念伶的神情一滞,“小姐是把我當成朋友了嗎?”
“難道我們不是朋友嗎,你爲我排憂解難,我早就把你當成朋友了!”說到這裏,雲小棉又笑了笑。
念伶簡單地咽了一口口水,也勉強的擠出一個笑容來。
就在這個時候,雲小棉打了一個哈欠,就連雲小棉自己也覺得有些奇怪,中午的時候,自己睡了半晌,按道理說,不應該犯困才對。
正在納悶,雲小棉覺得面前的事物有些恍惚,就像冬天的眼睛上蒙了一層霧氣一樣,使勁的揉揉揉眼睛,這種情況才好一些。
“小姐,你是不是不舒服?”念伶的聲音傳了過來。
雲小棉點了點頭,随後又搖了搖頭,現在這種情況,雲小棉自己也說不太清,除了腦袋有些不清涼以外,全身好像也沒有什麽不舒服的地方,可總覺得哪裏有些不對勁。
“我也不知道是怎麽回事,今天天氣好像有些熱啊!”雲小棉感覺嗓子有些渴了,渾身也有些燥熱,皺着眉頭往外看,外面已經點起燈籠,雲小棉更想不明白了。
太陽已經落山,暑氣也已經消退,自己怎麽還熱成這個樣子?
“念伶,你再給我倒一杯水吧!”雲小棉開口說道。
念伶站起身來,剛拿起水壺,門突然被推開,緊接着一個人便闖了進來!
念伶還沒有弄明白是怎麽回事,那人已經來到雲小棉的面前,雲小棉剛擡起頭,胳膊已經被來人給抓住了。
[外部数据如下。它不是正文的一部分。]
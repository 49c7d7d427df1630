// Real-time socket server. Clients authenticate with their API token in the
// first frame, then receive the order and chat events addressed to them.
use std::collections::{HashMap, HashSet};
use std::sync::Arc;
use std::time::Duration;
use tokio::net::{TcpListener, TcpStream};
use tokio::sync::{broadcast, mpsc, Mutex};
use tokio_tungstenite::{WebSocketStream, tungstenite::Message};
use futures_util::{SinkExt, StreamExt};
use serde::{Serialize, Deserialize};
use uuid::Uuid;
use log::{debug, error, info, warn};

use crate::common::models::{Role, User};
use crate::server::app::SharedState;
use crate::server::auth::resolve_token;
use crate::server::chat::{self, NewChatMessage};
use crate::server::events::Topic;

const AUTH_TIMEOUT: Duration = Duration::from_secs(30);

/// Frames accepted from clients.
#[derive(Debug, Clone, PartialEq, Deserialize)]
#[serde(tag = "event", content = "data")]
pub enum ClientFrame {
    #[serde(rename = "auth")]
    Auth { token: String },
    #[serde(rename = "joinRoom")]
    JoinRoom {
        #[serde(rename = "roomId")]
        room_id: String,
    },
    #[serde(rename = "leaveRoom")]
    LeaveRoom {
        #[serde(rename = "roomId")]
        room_id: String,
    },
    #[serde(rename = "sendMessage")]
    SendMessage {
        #[serde(rename = "roomId")]
        room_id: String,
        message: String,
    },
}

/// Frames the server sends outside of the event stream.
#[derive(Debug, Clone, PartialEq, Serialize)]
#[serde(tag = "event", content = "data")]
pub enum ControlFrame {
    #[serde(rename = "authResponse", rename_all = "camelCase")]
    AuthResponse {
        success: bool,
        #[serde(skip_serializing_if = "Option::is_none")]
        user_id: Option<String>,
        #[serde(skip_serializing_if = "Option::is_none")]
        error: Option<String>,
    },
    #[serde(rename = "error")]
    Error { message: String },
}

impl ControlFrame {
    fn auth_failed(error: impl Into<String>) -> Self {
        ControlFrame::AuthResponse { success: false, user_id: None, error: Some(error.into()) }
    }

    fn to_message(&self) -> Option<Message> {
        serde_json::to_string(self).ok().map(Message::Text)
    }
}

/// Topics a freshly authenticated connection listens on.
pub fn initial_topics(user: &User) -> HashSet<Topic> {
    let mut topics = HashSet::new();
    topics.insert(Topic::User(user.id.clone()));
    topics.insert(Topic::Role(user.role));
    if user.role == Role::Chef {
        topics.insert(Topic::Chef(user.id.clone()));
    }
    topics
}

pub type ClientId = String;

/// Accepts socket connections and tracks who is connected.
pub struct SocketServer {
    state: SharedState,
    connections: Arc<Mutex<HashMap<ClientId, String>>>,
}

impl SocketServer {
    pub fn new(state: SharedState) -> Arc<Self> {
        Arc::new(Self { state, connections: Arc::new(Mutex::new(HashMap::new())) })
    }

    pub async fn connection_count(&self) -> usize {
        self.connections.lock().await.len()
    }

    pub async fn serve(self: Arc<Self>, listener: TcpListener) -> anyhow::Result<()> {
        info!("[WS] Listening on {}", listener.local_addr()?);
        loop {
            let (stream, addr) = listener.accept().await?;
            debug!("[WS] New connection from {}", addr);
            let server = self.clone();
            tokio::spawn(async move {
                match tokio_tungstenite::accept_async(stream).await {
                    Ok(ws_stream) => {
                        if let Err(e) = server.handle_connection(ws_stream).await {
                            warn!("[WS] Connection from {} ended with error: {}", addr, e);
                        }
                    }
                    Err(e) => error!("[WS] Handshake with {} failed: {}", addr, e),
                }
            });
        }
    }

    async fn authenticate(&self, ws_stream: &mut WebSocketStream<TcpStream>) -> anyhow::Result<Option<User>> {
        let first = tokio::time::timeout(AUTH_TIMEOUT, ws_stream.next()).await;
        let token = match first {
            Ok(Some(Ok(Message::Text(text)))) => match serde_json::from_str::<ClientFrame>(&text) {
                Ok(ClientFrame::Auth { token }) => token,
                Ok(_) | Err(_) => {
                    send_control(ws_stream, &ControlFrame::auth_failed("Expected an auth frame first")).await;
                    return Ok(None);
                }
            },
            Ok(Some(Ok(Message::Close(_)))) | Ok(None) => {
                debug!("[WS:AUTH] Client left before authenticating");
                return Ok(None);
            }
            Ok(Some(Ok(_))) => {
                send_control(ws_stream, &ControlFrame::auth_failed("Expected text message for authentication")).await;
                return Ok(None);
            }
            Ok(Some(Err(e))) => return Err(e.into()),
            Err(_) => {
                info!("[WS:AUTH] Authentication timeout");
                send_control(ws_stream, &ControlFrame::auth_failed("Authentication timeout")).await;
                return Ok(None);
            }
        };

        match resolve_token(&self.state, &token).await {
            Ok(user) => {
                let ok = ControlFrame::AuthResponse { success: true, user_id: Some(user.id.clone()), error: None };
                send_control(ws_stream, &ok).await;
                Ok(Some(user))
            }
            Err(e) => {
                info!("[WS:AUTH] Rejected token: {}", e);
                send_control(ws_stream, &ControlFrame::auth_failed("Invalid or expired token")).await;
                Ok(None)
            }
        }
    }

    pub async fn handle_connection(&self, mut ws_stream: WebSocketStream<TcpStream>) -> anyhow::Result<()> {
        let user = match self.authenticate(&mut ws_stream).await? {
            Some(user) => user,
            None => {
                let _ = ws_stream.close(None).await;
                return Ok(());
            }
        };

        let client_id = Uuid::new_v4().to_string();
        self.connections.lock().await.insert(client_id.clone(), user.id.clone());
        info!("[WS] {} {} connected as client {}", user.role, user.id, client_id);

        let subscriptions = Arc::new(Mutex::new(initial_topics(&user)));
        let (mut ws_sender, mut ws_receiver) = ws_stream.split();
        let (tx, mut rx) = mpsc::unbounded_channel::<Message>();

        // Drain outgoing frames to the socket
        let mut send_task = tokio::spawn(async move {
            while let Some(message) = rx.recv().await {
                if ws_sender.send(message).await.is_err() {
                    break;
                }
            }
        });

        // Forward bus events this connection is subscribed to
        let mut events = self.state.events.subscribe();
        let forward_subs = subscriptions.clone();
        let forward_tx = tx.clone();
        let forward_client = client_id.clone();
        let mut forward_task = tokio::spawn(async move {
            loop {
                match events.recv().await {
                    Ok(envelope) => {
                        if !envelope.is_for(forward_subs.lock().await.iter()) {
                            continue;
                        }
                        let Ok(text) = serde_json::to_string(&envelope.event) else { continue };
                        if forward_tx.send(Message::Text(text)).is_err() {
                            break;
                        }
                    }
                    Err(broadcast::error::RecvError::Lagged(missed)) => {
                        warn!("[WS] Client {} lagged, {} events dropped", forward_client, missed);
                    }
                    Err(broadcast::error::RecvError::Closed) => break,
                }
            }
        });

        // Handle frames from the client
        let state = self.state.clone();
        let recv_client = client_id.clone();
        let mut receive_task = tokio::spawn(async move {
            while let Some(message) = ws_receiver.next().await {
                match message {
                    Ok(Message::Text(text)) => {
                        if let Some(reply) = handle_frame(&state, &user, &subscriptions, &text).await {
                            if let Some(msg) = reply.to_message() {
                                let _ = tx.send(msg);
                            }
                        }
                    }
                    Ok(Message::Close(_)) => break,
                    Ok(_) => {}
                    Err(e) => {
                        debug!("[WS] Read error on client {}: {}", recv_client, e);
                        break;
                    }
                }
            }
        });

        tokio::select! {
            _ = &mut send_task => {},
            _ = &mut forward_task => {},
            _ = &mut receive_task => {},
        }
        send_task.abort();
        forward_task.abort();
        receive_task.abort();

        self.connections.lock().await.remove(&client_id);
        info!("[WS] Client {} disconnected", client_id);
        Ok(())
    }
}

async fn send_control(ws_stream: &mut WebSocketStream<TcpStream>, frame: &ControlFrame) {
    if let Some(msg) = frame.to_message() {
        let _ = ws_stream.send(msg).await;
    }
}

/// Applies one client frame; returns a frame to send back, if any.
async fn handle_frame(
    state: &SharedState,
    user: &User,
    subscriptions: &Mutex<HashSet<Topic>>,
    text: &str,
) -> Option<ControlFrame> {
    let frame = match serde_json::from_str::<ClientFrame>(text) {
        Ok(frame) => frame,
        Err(e) => return Some(ControlFrame::Error { message: format!("Malformed frame: {}", e) }),
    };
    match frame {
        ClientFrame::Auth { .. } => Some(ControlFrame::Error { message: "Already authenticated".to_string() }),
        ClientFrame::JoinRoom { room_id } => {
            debug!("[WS] {} joined room {}", user.id, room_id);
            subscriptions.lock().await.insert(Topic::Room(room_id));
            None
        }
        ClientFrame::LeaveRoom { room_id } => {
            subscriptions.lock().await.remove(&Topic::Room(room_id));
            None
        }
        ClientFrame::SendMessage { room_id, message } => {
            let new_message = NewChatMessage {
                room_id,
                sender: user.name.clone(),
                message,
                sender_role: user.role.to_string(),
            };
            match chat::post_message(state, new_message).await {
                Ok(_) => None,
                Err(e) => Some(ControlFrame::Error { message: e.to_string() }),
            }
        }
    }
}

#[cfg(test)]
mod tests {
    use super::*;
    use crate::common::models::from_timestamp;

    #[test]
    fn client_frames_parse() {
        let frame: ClientFrame = serde_json::from_str(r#"{"event":"joinRoom","data":{"roomId":"r1"}}"#).unwrap();
        assert_eq!(frame, ClientFrame::JoinRoom { room_id: "r1".into() });
        let frame: ClientFrame =
            serde_json::from_str(r#"{"event":"sendMessage","data":{"roomId":"r1","message":"hi"}}"#).unwrap();
        assert_eq!(frame, ClientFrame::SendMessage { room_id: "r1".into(), message: "hi".into() });
        assert!(serde_json::from_str::<ClientFrame>(r#"{"event":"shout","data":{}}"#).is_err());
    }

    #[test]
    fn auth_response_shape() {
        let json = serde_json::to_value(ControlFrame::auth_failed("nope")).unwrap();
        assert_eq!(json["event"], "authResponse");
        assert_eq!(json["data"]["success"], false);
        assert_eq!(json["data"]["error"], "nope");
        assert!(json["data"].get("userId").is_none());
    }

    #[test]
    fn chefs_also_listen_on_their_chef_topic() {
        let mut user = User {
            id: "u1".into(),
            name: "Lata".into(),
            email: "lata@example.com".into(),
            password_hash: String::new(),
            role: Role::Customer,
            verified: true,
            phone: None,
            address: None,
            created_at: from_timestamp(0),
        };
        assert!(!initial_topics(&user).contains(&Topic::Chef("u1".into())));
        user.role = Role::Chef;
        let topics = initial_topics(&user);
        assert!(topics.contains(&Topic::Chef("u1".into())));
        assert!(topics.contains(&Topic::Role(Role::Chef)));
        assert!(topics.contains(&Topic::User("u1".into())));
    }
}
“這位公子,請你放手。”念伶剛把話說完,賀傾華一個淩厲的眼神便射了過來,渾身的殺氣再也掩飾不住,念伶忍不住打了一個哆嗦。
雲小棉努力睜開眼睛,發現面前的人是賀傾華,整個人都愣住了,“你……從天上掉下來的?你怎麽會來這裏?該不會是在做夢吧?”
雲小棉想站起身,可整個人晃晃悠悠的,兩條腿就像踩在棉花上一樣,一點力氣都用不上。
雲小棉皺緊眉頭,伸手想抓住賀傾華的胳膊,誰知道一個趔趄,直接倒在賀傾華的懷裏!
賀傾華緊緊地摟着雲小棉,卻轉頭對着門外說:“把人帶到隔壁房間!”
再次有人進來,直接将念伶帶走。
屋子裏隻剩下了雲小棉和賀傾華兩個人,雲小棉用手撫着額頭,有氣無力的說道:“賀傾華,你怎麽過來了,真是巧啊,我們兩個人居然在這裏遇到了!”說完這些,雲小棉臉上露出一絲苦笑。
“你先坐好,我給你倒杯水。”賀傾華說着便要去拿茶盞,雲小棉一把将他拉住。
“我不喝水,你陪我說說話吧,我好長時間不見你了,我給你寫的信你收到了嗎?爲什麽不給我回信,這段時間,看不到你的人,也收不到你的消息,你在忙什麽?爲什麽一直躲着我?”雲小棉說話的聲音有些急,恨不得一下子把心裏話全都說出來。
賀傾華眉頭緊皺,看着雲小棉兩頰泛紅,一顆心也跟着揪了起來,手握成拳,賀傾華努力保持平靜,“小棉,我并沒有刻意躲着你,而是因爲……”話說到一半,賀傾華又将到了嘴邊的話咽了下去。
自己何嘗不想見雲小棉,也想跟她像以前那樣,日日見面,可朝廷那邊一直沒有消息,雖然身爲狀元,賀傾華的心裏也有些沒底,時間越長,也就越焦慮。
賀傾華不想讓雲小棉跟着擔心,想來想去,隻能減少見面的次數,這樣做,并非不想跟她聯系,而是不想讓雲小棉像自己一樣困擾。
可是,所有這些話,都沒有辦法說出來,自己一個大男人,連面前的困境都解決不了,還要喜歡的女人一起承擔,在賀傾華看來,那才是最窩囊的表現。
想到這些,賀傾華無奈的歎了一口氣。